[WORK TO COMPLETE]: Using the records below, filter for lines that contain the string "layer" and copy them out.

*** Opening of AVAILABLE DATA ***

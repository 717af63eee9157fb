use rust_decimal::Decimal;
use rust_decimal_macros::dec;

use crate::errors::{LoanError, Result};
use crate::types::TermUnit;

/// days in a year for term conversion, leap years are not adjusted for
pub const DAYS_PER_YEAR: Decimal = dec!(365);
pub const MONTHS_PER_YEAR: Decimal = dec!(12);

/// convert a term in mixed units into fractional years.
///
/// only DAY, MONTH and YEAR terms convert; WEEK is accepted as a tag but
/// has no conversion and fails like any unknown unit.
pub fn to_years(term_value: Decimal, term_unit: TermUnit) -> Result<Decimal> {
    match term_unit {
        TermUnit::Year => Ok(term_value),
        TermUnit::Month => Ok(term_value / MONTHS_PER_YEAR),
        TermUnit::Day => Ok(term_value / DAYS_PER_YEAR),
        TermUnit::Week => Err(LoanError::InvalidTermUnit {
            unit: term_unit.to_string(),
        }),
    }
}

/// same as [`to_years`] but takes the raw unit tag
pub fn to_years_tagged(term_value: Decimal, term_unit: &str) -> Result<Decimal> {
    to_years(term_value, term_unit.parse()?)
}

#[cfg(test)]
mod tests {
    use super::*;

    #[test]
    fn test_years_and_months() {
        assert_eq!(to_years(dec!(2), TermUnit::Year).unwrap(), dec!(2));
        assert_eq!(to_years(dec!(18), TermUnit::Month).unwrap(), dec!(1.5));
    }

    #[test]
    fn test_days_use_flat_365() {
        assert_eq!(to_years(dec!(365), TermUnit::Day).unwrap(), Decimal::ONE);
        assert_eq!(to_years(dec!(73), TermUnit::Day).unwrap(), dec!(0.2));
    }

    #[test]
    fn test_unconvertible_units() {
        assert!(matches!(
            to_years(dec!(4), TermUnit::Week),
            Err(LoanError::InvalidTermUnit { .. })
        ));
        assert!(matches!(
            to_years_tagged(dec!(4), "QUARTER"),
            Err(LoanError::InvalidTermUnit { .. })
        ));
        assert_eq!(to_years_tagged(dec!(6), "MONTH").unwrap(), dec!(0.5));
    }
}
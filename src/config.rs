use std::collections::HashMap;

use rust_decimal::Decimal;
use rust_decimal_macros::dec;
use serde::{Deserialize, Serialize};

use crate::decimal::Money;
use crate::errors::Result;
use crate::types::{CalculationMethod, LoanCategory};

/// engine configuration, every section falls back to its defaults
#[derive(Debug, Clone, PartialEq, Serialize, Deserialize)]
#[serde(default)]
pub struct EngineConfig {
    pub settlement: SettlementConfig,
    pub penalty: PenaltyConfig,
    pub validation: ValidationLimits,
    pub category_defaults: HashMap<LoanCategory, ParameterDefaults>,
}

impl Default for EngineConfig {
    fn default() -> Self {
        Self {
            settlement: SettlementConfig::default(),
            penalty: PenaltyConfig::default(),
            validation: ValidationLimits::default(),
            category_defaults: default_category_table(),
        }
    }
}

impl EngineConfig {
    /// parse overrides from json, missing fields keep their defaults
    pub fn from_json(json: &str) -> Result<Self> {
        Ok(serde_json::from_str(json)?)
    }

    pub fn to_json_pretty(&self) -> Result<String> {
        Ok(serde_json::to_string_pretty(self)?)
    }
}

/// foreclosure and prepayment charges
#[derive(Debug, Clone, PartialEq, Serialize, Deserialize)]
#[serde(default)]
pub struct SettlementConfig {
    /// charged on outstanding principal at foreclosure
    pub foreclosure_charge_percent: Decimal,
    /// charged on the prepaid amount
    pub prepayment_charge_percent: Decimal,
    /// balance at or below this counts as paid off when re-amortizing
    pub payoff_tolerance: Money,
}

impl Default for SettlementConfig {
    fn default() -> Self {
        Self {
            foreclosure_charge_percent: dec!(2),
            prepayment_charge_percent: dec!(1),
            payoff_tolerance: Money::CENT,
        }
    }
}

/// late penalty and early rebate terms
#[derive(Debug, Clone, PartialEq, Serialize, Deserialize)]
#[serde(default)]
pub struct PenaltyConfig {
    /// percent of the installment charged per started month late
    pub late_rate_percent_per_month: Decimal,
    /// flat percent of the installment rebated for early payment
    pub early_rebate_percent: Decimal,
    /// minimum days early before a rebate applies
    pub early_rebate_min_days: i64,
    /// days counted as one month of lateness
    pub days_per_month: i64,
}

impl Default for PenaltyConfig {
    fn default() -> Self {
        Self {
            late_rate_percent_per_month: dec!(2),
            early_rebate_percent: dec!(0.5),
            early_rebate_min_days: 7,
            days_per_month: 30,
        }
    }
}

/// range limits checked by parameter validation
#[derive(Debug, Clone, PartialEq, Serialize, Deserialize)]
#[serde(default)]
pub struct ValidationLimits {
    pub min_rate_percent: Decimal,
    pub max_rate_percent: Decimal,
    pub min_tenure_months: u32,
    pub max_tenure_months: u32,
    pub categories: HashMap<LoanCategory, CategoryLimits>,
}

impl Default for ValidationLimits {
    fn default() -> Self {
        let categories = HashMap::from([
            (LoanCategory::Home, CategoryLimits::new(Money::from_major(100_000), 360)),
            (LoanCategory::Vehicle, CategoryLimits::new(Money::from_major(50_000), 96)),
            (LoanCategory::Personal, CategoryLimits::new(Money::from_major(10_000), 60)),
        ]);

        Self {
            min_rate_percent: Decimal::ZERO,
            max_rate_percent: dec!(50),
            min_tenure_months: 1,
            max_tenure_months: 360,
            categories,
        }
    }
}

/// per-category principal floor and tenure ceiling
#[derive(Debug, Clone, Copy, PartialEq, Serialize, Deserialize)]
pub struct CategoryLimits {
    pub min_principal: Money,
    pub max_tenure_months: u32,
}

impl CategoryLimits {
    pub fn new(min_principal: Money, max_tenure_months: u32) -> Self {
        Self {
            min_principal,
            max_tenure_months,
        }
    }
}

/// partial loan parameters suggested for a category
#[derive(Debug, Clone, Copy, PartialEq, Eq, Serialize, Deserialize, Default)]
#[serde(rename_all = "camelCase")]
pub struct ParameterDefaults {
    #[serde(default, skip_serializing_if = "Option::is_none")]
    pub method: Option<CalculationMethod>,
    #[serde(default, skip_serializing_if = "Option::is_none")]
    pub interest_rate_percent: Option<Decimal>,
    #[serde(default, skip_serializing_if = "Option::is_none")]
    pub tenure_in_months: Option<u32>,
}

impl ParameterDefaults {
    pub fn new(method: CalculationMethod, interest_rate_percent: Decimal, tenure_in_months: u32) -> Self {
        Self {
            method: Some(method),
            interest_rate_percent: Some(interest_rate_percent),
            tenure_in_months: Some(tenure_in_months),
        }
    }

    pub fn is_empty(&self) -> bool {
        self.method.is_none() && self.interest_rate_percent.is_none() && self.tenure_in_months.is_none()
    }
}

/// standard method, rate and tenure per loan category
pub fn default_category_table() -> HashMap<LoanCategory, ParameterDefaults> {
    use CalculationMethod::*;

    HashMap::from([
        (LoanCategory::Home, ParameterDefaults::new(ReducingBalance, dec!(8.5), 240)),
        (LoanCategory::Vehicle, ParameterDefaults::new(ReducingBalance, dec!(9.5), 60)),
        (LoanCategory::Personal, ParameterDefaults::new(ReducingBalance, dec!(12), 36)),
        (LoanCategory::Business, ParameterDefaults::new(ReducingBalance, dec!(14), 60)),
        (LoanCategory::Education, ParameterDefaults::new(ReducingBalance, dec!(10), 84)),
        (LoanCategory::Gold, ParameterDefaults::new(FlatRate, dec!(11), 12)),
    ])
}

#[cfg(test)]
mod tests {
    use super::*;
    use pretty_assertions::assert_eq;

    #[test]
    fn test_default_config() {
        let config = EngineConfig::default();
        assert_eq!(config.settlement.foreclosure_charge_percent, dec!(2));
        assert_eq!(config.settlement.prepayment_charge_percent, dec!(1));
        assert_eq!(config.penalty.late_rate_percent_per_month, dec!(2));
        assert_eq!(config.penalty.early_rebate_percent, dec!(0.5));
        assert_eq!(config.validation.max_tenure_months, 360);
        assert_eq!(config.category_defaults.len(), 6);
    }

    #[test]
    fn test_partial_json_override() {
        let config = EngineConfig::from_json(
            r#"{ "settlement": { "foreclosure_charge_percent": "3" } }"#,
        )
        .unwrap();
        assert_eq!(config.settlement.foreclosure_charge_percent, dec!(3));
        assert_eq!(config.settlement.prepayment_charge_percent, dec!(1));
        assert_eq!(config.penalty, PenaltyConfig::default());
        assert_eq!(config.category_defaults, default_category_table());
    }

    #[test]
    fn test_json_round_trip() {
        let config = EngineConfig::default();
        let parsed = EngineConfig::from_json(&config.to_json_pretty().unwrap()).unwrap();
        assert_eq!(parsed, config);
    }

    #[test]
    fn test_bad_json_is_a_configuration_error() {
        assert!(matches!(
            EngineConfig::from_json("{ not json"),
            Err(crate::errors::LoanError::InvalidConfiguration { .. })
        ));
    }

    #[test]
    fn test_empty_defaults_serialize_to_empty_object() {
        let json = serde_json::to_string(&ParameterDefaults::default()).unwrap();
        assert_eq!(json, "{}");
        assert!(ParameterDefaults::default().is_empty());
    }
}
pub mod amortization;
pub mod settlement;

use rust_decimal::prelude::ToPrimitive;
use rust_decimal::Decimal;
use serde::{Deserialize, Serialize};

use crate::decimal::{Money, Rate};
use crate::errors::{LoanError, Result};
use crate::loan::LoanTerms;
use crate::types::{CalculationMethod, LoanCategory};

pub use amortization::{AmortizationSchedule, ScheduledPayment};
pub use settlement::{ForeclosureQuote, PrepaymentQuote, SettlementCalculator};

/// month-indexed loan parameters used by the amortization layer
#[derive(Debug, Clone, PartialEq, Serialize, Deserialize)]
#[serde(rename_all = "camelCase")]
pub struct LoanParameters {
    pub principal_amount: Money,
    #[serde(rename = "interestRatePercent")]
    pub interest_rate: Rate,
    pub tenure_in_months: u32,
    pub method: CalculationMethod,
    #[serde(default, skip_serializing_if = "Option::is_none")]
    pub category: Option<LoanCategory>,
}

impl LoanParameters {
    pub fn new(
        principal_amount: Money,
        interest_rate: Rate,
        tenure_in_months: u32,
        method: CalculationMethod,
    ) -> Self {
        Self {
            principal_amount,
            interest_rate,
            tenure_in_months,
            method,
            category: None,
        }
    }

    pub fn category(mut self, category: LoanCategory) -> Self {
        self.category = Some(category);
        self
    }

    /// bridge from policy-layer terms. fails when the interest method has no
    /// amortization counterpart or the term is not a whole number of months.
    pub fn from_terms(terms: &LoanTerms) -> Result<Self> {
        let method = CalculationMethod::try_from(terms.interest_method)?;
        let months = terms.years()? * Decimal::from(12);
        let tenure = months
            .fract()
            .is_zero()
            .then(|| months.to_u32())
            .flatten()
            .ok_or_else(|| LoanError::CalculationError {
                message: format!("term of {months} months is not a whole month count"),
            })?;

        Ok(Self::new(terms.principal, terms.annual_rate, tenure, method))
    }

    /// same loan re-amortized over a new balance and tenure
    pub(crate) fn with_balance(&self, principal_amount: Money, tenure_in_months: u32) -> Self {
        Self {
            principal_amount,
            tenure_in_months,
            ..self.clone()
        }
    }
}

*** Close of AVAILABLE DATA ***

[TASK SOLUTION]:
/// month-indexed loan parameters used by the amortization layer
    /// bridge from policy-layer terms. fails when the interest method has no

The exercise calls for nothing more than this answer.